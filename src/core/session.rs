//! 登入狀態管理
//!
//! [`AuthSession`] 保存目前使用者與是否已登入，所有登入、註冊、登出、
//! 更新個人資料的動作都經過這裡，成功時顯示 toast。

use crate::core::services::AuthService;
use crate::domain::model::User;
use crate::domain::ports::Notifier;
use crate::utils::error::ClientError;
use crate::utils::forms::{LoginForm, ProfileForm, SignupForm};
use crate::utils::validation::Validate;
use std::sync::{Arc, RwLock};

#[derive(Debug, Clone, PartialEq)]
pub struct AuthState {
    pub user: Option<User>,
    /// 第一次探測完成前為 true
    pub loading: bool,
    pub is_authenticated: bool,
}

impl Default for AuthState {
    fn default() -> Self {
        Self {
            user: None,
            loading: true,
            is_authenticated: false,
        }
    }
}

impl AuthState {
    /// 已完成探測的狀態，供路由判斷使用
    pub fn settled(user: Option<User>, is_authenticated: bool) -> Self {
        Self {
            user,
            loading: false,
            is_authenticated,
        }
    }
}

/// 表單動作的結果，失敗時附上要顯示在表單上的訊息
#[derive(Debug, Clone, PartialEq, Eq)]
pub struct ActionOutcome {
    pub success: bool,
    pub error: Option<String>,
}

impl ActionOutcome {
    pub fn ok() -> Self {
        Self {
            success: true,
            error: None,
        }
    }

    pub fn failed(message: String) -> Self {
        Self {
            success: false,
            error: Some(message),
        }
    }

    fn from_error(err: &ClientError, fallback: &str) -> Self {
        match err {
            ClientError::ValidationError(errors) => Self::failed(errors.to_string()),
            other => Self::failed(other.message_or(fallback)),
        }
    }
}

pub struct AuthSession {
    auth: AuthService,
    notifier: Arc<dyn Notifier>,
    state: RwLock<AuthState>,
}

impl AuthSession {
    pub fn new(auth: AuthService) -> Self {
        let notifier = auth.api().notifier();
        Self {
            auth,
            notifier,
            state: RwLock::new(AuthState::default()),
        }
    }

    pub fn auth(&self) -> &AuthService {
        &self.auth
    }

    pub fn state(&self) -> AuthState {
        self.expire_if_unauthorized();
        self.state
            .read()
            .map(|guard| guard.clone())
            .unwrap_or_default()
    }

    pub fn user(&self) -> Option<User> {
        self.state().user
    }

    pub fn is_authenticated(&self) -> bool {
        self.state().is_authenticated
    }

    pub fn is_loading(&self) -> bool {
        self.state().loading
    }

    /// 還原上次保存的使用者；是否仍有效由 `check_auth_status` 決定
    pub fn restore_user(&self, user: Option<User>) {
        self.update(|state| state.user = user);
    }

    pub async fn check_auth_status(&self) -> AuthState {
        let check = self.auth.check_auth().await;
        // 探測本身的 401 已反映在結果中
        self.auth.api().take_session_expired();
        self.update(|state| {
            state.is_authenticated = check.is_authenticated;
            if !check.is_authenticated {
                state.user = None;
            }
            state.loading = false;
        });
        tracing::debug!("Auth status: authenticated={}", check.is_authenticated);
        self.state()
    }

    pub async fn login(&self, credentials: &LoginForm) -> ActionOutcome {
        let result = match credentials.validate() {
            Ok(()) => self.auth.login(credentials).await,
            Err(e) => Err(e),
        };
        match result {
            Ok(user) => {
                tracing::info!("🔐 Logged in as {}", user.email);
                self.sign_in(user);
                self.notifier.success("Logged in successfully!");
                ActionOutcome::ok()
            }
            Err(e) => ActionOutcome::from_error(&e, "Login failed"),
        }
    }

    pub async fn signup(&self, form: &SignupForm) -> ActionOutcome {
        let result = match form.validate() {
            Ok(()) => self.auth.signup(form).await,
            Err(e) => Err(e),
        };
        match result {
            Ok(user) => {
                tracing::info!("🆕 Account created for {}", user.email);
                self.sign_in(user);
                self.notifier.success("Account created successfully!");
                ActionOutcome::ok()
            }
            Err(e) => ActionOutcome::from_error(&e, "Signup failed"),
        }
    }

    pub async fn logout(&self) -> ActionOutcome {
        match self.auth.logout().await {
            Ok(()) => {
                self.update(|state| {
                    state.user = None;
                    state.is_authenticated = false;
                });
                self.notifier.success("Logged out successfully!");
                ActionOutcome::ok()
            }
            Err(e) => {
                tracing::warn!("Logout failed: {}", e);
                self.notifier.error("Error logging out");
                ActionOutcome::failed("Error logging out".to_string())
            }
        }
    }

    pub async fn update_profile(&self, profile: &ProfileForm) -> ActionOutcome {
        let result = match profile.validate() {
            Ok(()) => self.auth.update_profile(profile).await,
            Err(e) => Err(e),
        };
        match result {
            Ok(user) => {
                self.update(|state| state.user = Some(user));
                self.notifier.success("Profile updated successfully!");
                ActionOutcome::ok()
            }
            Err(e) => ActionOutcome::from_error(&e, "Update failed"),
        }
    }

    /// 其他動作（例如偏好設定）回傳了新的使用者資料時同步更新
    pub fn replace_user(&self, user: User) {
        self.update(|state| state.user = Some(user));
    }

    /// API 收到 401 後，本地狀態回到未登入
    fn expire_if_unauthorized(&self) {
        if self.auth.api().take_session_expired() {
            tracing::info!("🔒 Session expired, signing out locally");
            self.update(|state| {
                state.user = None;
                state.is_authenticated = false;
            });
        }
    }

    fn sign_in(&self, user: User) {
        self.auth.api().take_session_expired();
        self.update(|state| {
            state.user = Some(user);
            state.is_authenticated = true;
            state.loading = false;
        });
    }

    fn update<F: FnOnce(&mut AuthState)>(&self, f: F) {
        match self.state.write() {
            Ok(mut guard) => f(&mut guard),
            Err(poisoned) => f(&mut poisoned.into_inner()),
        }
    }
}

● ● ●

ACTIVITY: Repeat the data in full. Alter nothing.

OUTPUT OF THE TASK:
filename src/core/session.rs
//! 登入狀態管理
//!
//! [`AuthSession`] 保存目前使用者與是否已登入，所有登入、註冊、登出、
//! 更新個人資料的動作都經過這裡，成功時顯示 toast。

use crate::core::services::AuthService;
use crate::domain::model::User;
use crate::domain::ports::Notifier;
use crate::utils::error::ClientError;
use crate::utils::forms::{LoginForm, ProfileForm, SignupForm};
use crate::utils::validation::Validate;
use std::sync::{Arc, RwLock};

#[derive(Debug, Clone, PartialEq)]
pub struct AuthState {
    pub user: Option<User>,
    /// 第一次探測完成前為 true
    pub loading: bool,
    pub is_authenticated: bool,
}

impl Default for AuthState {
    fn default() -> Self {
        Self {
            user: None,
            loading: true,
            is_authenticated: false,
        }
    }
}

impl AuthState {
    /// 已完成探測的狀態，供路由判斷使用
    pub fn settled(user: Option<User>, is_authenticated: bool) -> Self {
        Self {
            user,
            loading: false,
            is_authenticated,
        }
    }
}

/// 表單動作的結果，失敗時附上要顯示在表單上的訊息
#[derive(Debug, Clone, PartialEq, Eq)]
pub struct ActionOutcome {
    pub success: bool,
    pub error: Option<String>,
}

impl ActionOutcome {
    pub fn ok() -> Self {
        Self {
            success: true,
            error: None,
        }
    }

    pub fn failed(message: String) -> Self {
        Self {
            success: false,
            error: Some(message),
        }
    }

    fn from_error(err: &ClientError, fallback: &str) -> Self {
        match err {
            ClientError::ValidationError(errors) => Self::failed(errors.to_string()),
            other => Self::failed(other.message_or(fallback)),
        }
    }
}

pub struct AuthSession {
    auth: AuthService,
    notifier: Arc<dyn Notifier>,
    state: RwLock<AuthState>,
}

impl AuthSession {
    pub fn new(auth: AuthService) -> Self {
        let notifier = auth.api().notifier();
        Self {
            auth,
            notifier,
            state: RwLock::new(AuthState::default()),
        }
    }

    pub fn auth(&self) -> &AuthService {
        &self.auth
    }

    pub fn state(&self) -> AuthState {
        self.expire_if_unauthorized();
        self.state
            .read()
            .map(|guard| guard.clone())
            .unwrap_or_default()
    }

    pub fn user(&self) -> Option<User> {
        self.state().user
    }

    pub fn is_authenticated(&self) -> bool {
        self.state().is_authenticated
    }

    pub fn is_loading(&self) -> bool {
        self.state().loading
    }

    /// 還原上次保存的使用者；是否仍有效由 `check_auth_status` 決定
    pub fn restore_user(&self, user: Option<User>) {
        self.update(|state| state.user = user);
    }

    pub async fn check_auth_status(&self) -> AuthState {
        let check = self.auth.check_auth().await;
        // 探測本身的 401 已反映在結果中
        self.auth.api().take_session_expired();
        self.update(|state| {
            state.is_authenticated = check.is_authenticated;
            if !check.is_authenticated {
                state.user = None;
            }
            state.loading = false;
        });
        tracing::debug!("Auth status: authenticated={}", check.is_authenticated);
        self.state()
    }

    pub async fn login(&self, credentials: &LoginForm) -> ActionOutcome {
        let result = match credentials.validate() {
            Ok(()) => self.auth.login(credentials).await,
            Err(e) => Err(e),
        };
        match result {
            Ok(user) => {
                tracing::info!("🔐 Logged in as {}", user.email);
                self.sign_in(user);
                self.notifier.success("Logged in successfully!");
                ActionOutcome::ok()
            }
            Err(e) => ActionOutcome::from_error(&e, "Login failed"),
        }
    }

    pub async fn signup(&self, form: &SignupForm) -> ActionOutcome {
        let result = match form.validate() {
            Ok(()) => self.auth.signup(form).await,
            Err(e) => Err(e),
        };
        match result {
            Ok(user) => {
                tracing::info!("🆕 Account created for {}", user.email);
                self.sign_in(user);
                self.notifier.success("Account created successfully!");
                ActionOutcome::ok()
            }
            Err(e) => ActionOutcome::from_error(&e, "Signup failed"),
        }
    }

    pub async fn logout(&self) -> ActionOutcome {
        match self.auth.logout().await {
            Ok(()) => {
                self.update(|state| {
                    state.user = None;
                    state.is_authenticated = false;
                });
                self.notifier.success("Logged out successfully!");
                ActionOutcome::ok()
            }
            Err(e) => {
                tracing::warn!("Logout failed: {}", e);
                self.notifier.error("Error logging out");
                ActionOutcome::failed("Error logging out".to_string())
            }
        }
    }

    pub async fn update_profile(&self, profile: &ProfileForm) -> ActionOutcome {
        let result = match profile.validate() {
            Ok(()) => self.auth.update_profile(profile).await,
            Err(e) => Err(e),
        };
        match result {
            Ok(user) => {
                self.update(|state| state.user = Some(user));
                self.notifier.success("Profile updated successfully!");
                ActionOutcome::ok()
            }
            Err(e) => ActionOutcome::from_error(&e, "Update failed"),
        }
    }

    /// 其他動作（例如偏好設定）回傳了新的使用者資料時同步更新
    pub fn replace_user(&self, user: User) {
        self.update(|state| state.user = Some(user));
    }

    /// API 收到 401 後，本地狀態回到未登入
    fn expire_if_unauthorized(&self) {
        if self.auth.api().take_session_expired() {
            tracing::info!("🔒 Session expired, signing out locally");
            self.update(|state| {
                state.user = None;
                state.is_authenticated = false;
            });
        }
    }

    fn sign_in(&self, user: User) {
        self.auth.api().take_session_expired();
        self.update(|state| {
            state.user = Some(user);
            state.is_authenticated = true;
            state.loading = false;
        });
    }

    fn update<F: FnOnce(&mut AuthState)>(&self, f: F) {
        match self.state.write() {
            Ok(mut guard) => f(&mut guard),
            Err(poisoned) => f(&mut poisoned.into_inner()),
        }
    }
}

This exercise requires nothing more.